Exhibit 4.(a).32
SUPPLEMENTARY AGREEMENT RELATING TO SHARE PURCHASE
AGREEMENT
This SUPPLEMENTARY AGREEMENT RELATING TO SHARE PURCHASE AGREEMENT (this
"Agreement") is dated as of June 29, 2005, and is made by and among CDC Mobile
Media Corporation, a company organized and existing under the laws of the
British Virgin Islands and a 100% wholly owned subsidiary of Xxxxx.xxx Inc. (the
"Purchaser"); Unitedcrest Investments Limited, a company organized and existing
under the laws of British Virgin Islands (the "Company"); the Related Entity (as
defined below); Xxxxx Xxx Lan, Xx Xxxx Ning, Xxxxx Xxx, Ma Xxx Xxxxx and Xxxxx
Xxx Gang (each the "Seller" collectively, the "Sellers"); Palmweb Inc., a
company incorporated and existing under the laws of Cayman Islands (the
"Guarantor"). Each of the parties hereto may be collectively referred to as the
"Parties" or individually as a "Party".
WHEREAS the Parties have entered into the Share Purchase Agreement dated
June 27, 2005.
THEREFORE, in consideration of the mutual covenants and agreements set
forth herein and for other good and valuable consideration, the receipt of which
is hereby acknowledged, the Parties agree as follows:
1. Definitions and Principles of Construction.
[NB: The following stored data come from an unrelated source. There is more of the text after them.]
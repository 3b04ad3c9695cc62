use kanban_core::Task;
use kanban_core::enums::TaskStatus;
use serde::Serialize;

use crate::cli::{GlobalFlags, OutputFormat};
use crate::context::{AppContext, Board};
use crate::output::{output, output_json};

#[derive(Debug, Serialize)]
struct BoardView<'a> {
    summary: String,
    columns: Vec<ColumnView<'a>>,
}

#[derive(Debug, Serialize)]
struct ColumnView<'a> {
    status: TaskStatus,
    label: &'static str,
    count: usize,
    tasks: Vec<&'a Task>,
}

/// Handle `kanban board`.
pub async fn handle(ctx: &mut AppContext, flags: &GlobalFlags) -> anyhow::Result<()> {
    ctx.board.load_all().await?;
    tracing::debug!(root = %ctx.project_root.display(), tasks = ctx.board.len(), "board loaded");
    let view = board_view(&ctx.board);

    if flags.format != OutputFormat::Table {
        return output_json(&view, flags.format);
    }

    println!("{}", view.summary);
    for column in &view.columns {
        println!();
        println!("{} ({})", column.label, column.count);
        output(column.tasks.as_slice(), flags.format)?;
    }
    Ok(())
}

fn board_view(board: &Board) -> BoardView<'_> {
    let columns = board
        .columns()
        .into_iter()
        .map(|(status, tasks)| ColumnView {
            status,
            label: status.label(),
            count: tasks.len(),
            tasks,
        })
        .collect();
    BoardView {
        summary: board.summary(),
        columns,
    }
}

#[cfg(test)]
mod tests {
    use kanban_core::enums::TaskStatus;
    use kanban_core::{TaskDraft, TaskStore};
    use kanban_db::KanbanDb;

    use super::board_view;
    use crate::context::{Board, ConsoleNotifier};

    #[tokio::test]
    async fn board_view_groups_columns_in_order() {
        let db = KanbanDb::open_local(":memory:").await.expect("db");
        db.create(&TaskDraft::new("Write spec")).await.expect("create");
        db.create(&TaskDraft::new("Ship").status(TaskStatus::Done))
            .await
            .expect("create");

        let store: Box<dyn TaskStore> = Box::new(db);
        let mut board: Board = Board::new(store, ConsoleNotifier::new(true));
        board.load_all().await.expect("load");

        let view = board_view(&board);
        let json = serde_json::to_value(&view).expect("serialize");
        assert_eq!(json["summary"], "2 tasks");
        assert_eq!(json["columns"][0]["status"], "todo");
        assert_eq!(json["columns"][0]["label"], "To Do");
        assert_eq!(json["columns"][0]["count"], 1);
        assert_eq!(json["columns"][1]["count"], 0);
        assert_eq!(json["columns"][2]["tasks"][0]["title"], "Ship");
    }
}
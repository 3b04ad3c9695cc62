//! Repository methods on [`KanbanDb`](crate::KanbanDb).

pub mod task;
//! # kanban-remote
//!
//! HTTP clients for the kanban board:
//! - [`RestTaskStore`]: a [`kanban_core::TaskStore`] over a PostgREST `tasks`
//!   resource
//! - [`SseChatClient`]: a [`kanban_core::ChatBackend`] that streams an
//!   assistant reply as server-sent events

mod error;
mod http;
pub mod postgrest;
pub mod sse;

pub use error::RemoteError;
pub use http::error_message;
pub use postgrest::RestTaskStore;
pub use sse::{SseChatClient, SseDecoder, chunk_stream};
(a) Capitalized terms in this Agreement shall have the same meaning as given in
the SPA unless a term is specifically defined herein in which case such
term shall have the meaning as defined herein.
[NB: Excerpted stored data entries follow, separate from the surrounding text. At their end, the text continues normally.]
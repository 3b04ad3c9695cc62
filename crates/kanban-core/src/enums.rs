//! Status, priority and chat role enums for the board.
//!
//! All enums use `snake_case` serialization via `#[serde(rename_all = "snake_case")]`.
//! `as_str()` is the storage/wire form, `label()` the human-facing one.

use schemars::JsonSchema;
use serde::{Deserialize, Serialize};
use std::fmt;

// ---------------------------------------------------------------------------
// TaskStatus
// ---------------------------------------------------------------------------

/// The workflow column a task sits in.
///
/// Any status can move to any other status:
///
/// ```text
/// todo ⇄ in_progress ⇄ done
///   ⇅_________________⇅
/// ```
#[derive(
    Debug, Clone, Copy, Default, PartialEq, Eq, Hash, Serialize, Deserialize, JsonSchema,
)]
#[serde(rename_all = "snake_case")]
pub enum TaskStatus {
    #[default]
    Todo,
    InProgress,
    Done,
}

impl TaskStatus {
    /// Column order on the board.
    pub const ALL: [Self; 3] = [Self::Todo, Self::InProgress, Self::Done];

    /// The statuses a task in `self` can be moved to, in column order.
    #[must_use]
    pub const fn move_targets(self) -> [Self; 2] {
        match self {
            Self::Todo => [Self::InProgress, Self::Done],
            Self::InProgress => [Self::Todo, Self::Done],
            Self::Done => [Self::Todo, Self::InProgress],
        }
    }

    #[must_use]
    pub const fn as_str(self) -> &'static str {
        match self {
            Self::Todo => "todo",
            Self::InProgress => "in_progress",
            Self::Done => "done",
        }
    }

    /// Column heading.
    #[must_use]
    pub const fn label(self) -> &'static str {
        match self {
            Self::Todo => "To Do",
            Self::InProgress => "In Progress",
            Self::Done => "Done",
        }
    }
}

impl fmt::Display for TaskStatus {
    fn fmt(&self, f: &mut fmt::Formatter<'_>) -> fmt::Result {
        f.write_str(self.as_str())
    }
}

// ---------------------------------------------------------------------------
// TaskPriority
// ---------------------------------------------------------------------------

/// Priority badge of a task.
#[derive(
    Debug, Clone, Copy, Default, PartialEq, Eq, Hash, Serialize, Deserialize, JsonSchema,
)]
#[serde(rename_all = "snake_case")]
pub enum TaskPriority {
    Low,
    #[default]
    Medium,
    High,
}

impl TaskPriority {
    #[must_use]
    pub const fn as_str(self) -> &'static str {
        match self {
            Self::Low => "low",
            Self::Medium => "medium",
            Self::High => "high",
        }
    }

    #[must_use]
    pub const fn label(self) -> &'static str {
        match self {
            Self::Low => "Low",
            Self::Medium => "Medium",
            Self::High => "High",
        }
    }
}

impl fmt::Display for TaskPriority {
    fn fmt(&self, f: &mut fmt::Formatter<'_>) -> fmt::Result {
        f.write_str(self.as_str())
    }
}

// ---------------------------------------------------------------------------
// ChatRole
// ---------------------------------------------------------------------------

/// Author of a chat message.
#[derive(Debug, Clone, Copy, PartialEq, Eq, Hash, Serialize, Deserialize, JsonSchema)]
#[serde(rename_all = "snake_case")]
pub enum ChatRole {
    User,
    Assistant,
}

impl ChatRole {
    #[must_use]
    pub const fn as_str(self) -> &'static str {
        match self {
            Self::User => "user",
            Self::Assistant => "assistant",
        }
    }
}

impl fmt::Display for ChatRole {
    fn fmt(&self, f: &mut fmt::Formatter<'_>) -> fmt::Result {
        f.write_str(self.as_str())
    }
}
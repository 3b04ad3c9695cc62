//! The chat backend seam.

use async_trait::async_trait;
use futures::stream::BoxStream;

use crate::entities::ChatMessage;
use crate::errors::StreamError;

/// Incremental text fragments of one assistant reply, in arrival order.
///
/// The stream ends after the last fragment; an `Err` item aborts the reply.
pub type ChunkStream = BoxStream<'static, Result<String, StreamError>>;

/// A remote assistant that answers a conversation with streamed text.
#[async_trait]
pub trait ChatBackend: Send + Sync {
    /// Send the full history and start receiving the reply.
    ///
    /// Fails before any chunk when the request itself is refused.
    async fn stream_chat(&self, messages: &[ChatMessage]) -> Result<ChunkStream, StreamError>;
}
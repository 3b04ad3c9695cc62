pub mod board;
pub mod chat;
pub mod dispatch;
pub mod schema;
pub mod shared;
pub mod task;
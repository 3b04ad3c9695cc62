//! Cross-cutting error types for the board.
//!
//! `StoreError` and `StreamError` are the only failures the board controller
//! and chat consumer see. `CoreError` rejects user input up front. Backend crates keep their own error enums
//! (`DatabaseError`, `RemoteError`) and convert into these at the trait
//! boundary. A unified error is deferred to `kanban-cli`, where `anyhow`
//! collects everything.

use thiserror::Error;

/// Input rejected before it reaches a store.
#[derive(Debug, Error, PartialEq, Eq)]
pub enum CoreError {
    /// Data failed validation (format, constraints).
    #[error("Validation error: {0}")]
    Validation(String),
}

/// A task store operation failed.
#[derive(Debug, Error)]
pub enum StoreError {
    /// The store could not be reached (network, file, connection).
    #[error("Task store unavailable: {0}")]
    Unavailable(String),

    /// The store answered but refused the operation.
    #[error("Task store rejected the request ({status}): {message}")]
    Rejected { status: u16, message: String },

    /// The store refused a write that violates a constraint.
    #[error("Constraint violation: {0}")]
    Constraint(String),

    /// No task with this id exists.
    #[error("Task not found: {id}")]
    NotFound { id: String },

    /// The store returned data that does not match the task shape.
    #[error("Could not decode task store response: {0}")]
    Decode(String),
}

/// The chat call failed or was interrupted mid-stream.
#[derive(Debug, Error)]
pub enum StreamError {
    /// Could not connect, or the connection dropped while streaming.
    #[error("Chat transport error: {0}")]
    Transport(String),

    /// The endpoint answered with a non-success status.
    #[error("Chat endpoint error ({status}): {message}")]
    Api { status: u16, message: String },

    #[error("Rate limit exceeded, please try again later.")]
    RateLimited,

    #[error("Payment required, please add credits.")]
    PaymentRequired,

    /// The response body was not a valid event stream.
    #[error("Malformed chat stream: {0}")]
    Protocol(String),

    /// The assistant reported an error inside the stream.
    #[error("{0}")]
    Remote(String),
}

impl StreamError {
    /// Message suitable for showing to the user, when the failure carries one.
    #[must_use]
    pub fn user_message(&self) -> Option<String> {
        match self {
            Self::Api { message, .. } | Self::Remote(message) if !message.trim().is_empty() => {
                Some(message.clone())
            }
            Self::Api { .. } | Self::Remote(_) => None,
            other => Some(other.to_string()),
        }
    }
}
use serde::Serialize;

use crate::cli::GlobalFlags;
use crate::context::AppContext;
use crate::output::{Tabular, output};

#[derive(Debug, Serialize)]
struct Deleted<'a> {
    id: &'a str,
    deleted: bool,
}

impl Tabular for Deleted<'_> {
    fn headers(&self) -> Vec<&'static str> {
        vec!["id", "deleted"]
    }

    fn rows(&self) -> Vec<Vec<String>> {
        vec![vec![self.id.to_string(), self.deleted.to_string()]]
    }
}

pub async fn run(id: &str, ctx: &mut AppContext, flags: &GlobalFlags) -> anyhow::Result<()> {
    ctx.board.load_all().await?;
    ctx.board.delete_task(id).await?;
    output(&Deleted { id, deleted: true }, flags.format)
}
(b) The Parties to this Agreement agree that this Agreement may be executed and
exchanged in a number of faxed counterparts, all of which when taken
together will constitute one and the same instrument that shall bind each
party in the usual way.
2. Portion of Consideration to Be Withheld Pending Tenancy Termination.
(a) Notwithstanding the provisions of the SPA, the Purchaser shall be entitled
to withhold such portion of the Consideration equal to RMB50,000 until all
the tenancy agreements of SZKK's branch offices are properly terminated as
pursuant to Section 5.12(c) of the SPA.
(b) In exchange for the agreement of the Sellers, the Company and SZKK with
respect to the Purchaser's right to withhold RMB50,000 as described above,
the Purchaser hereby waives the fulfilment, at or before Closing, of the
covenant of the Sellers, the Company and SZKK set out in Section 5.12(c) of
the SPA.
3. Correction of Cross-Reference to Disclosure Schedule in Section 5.12(c).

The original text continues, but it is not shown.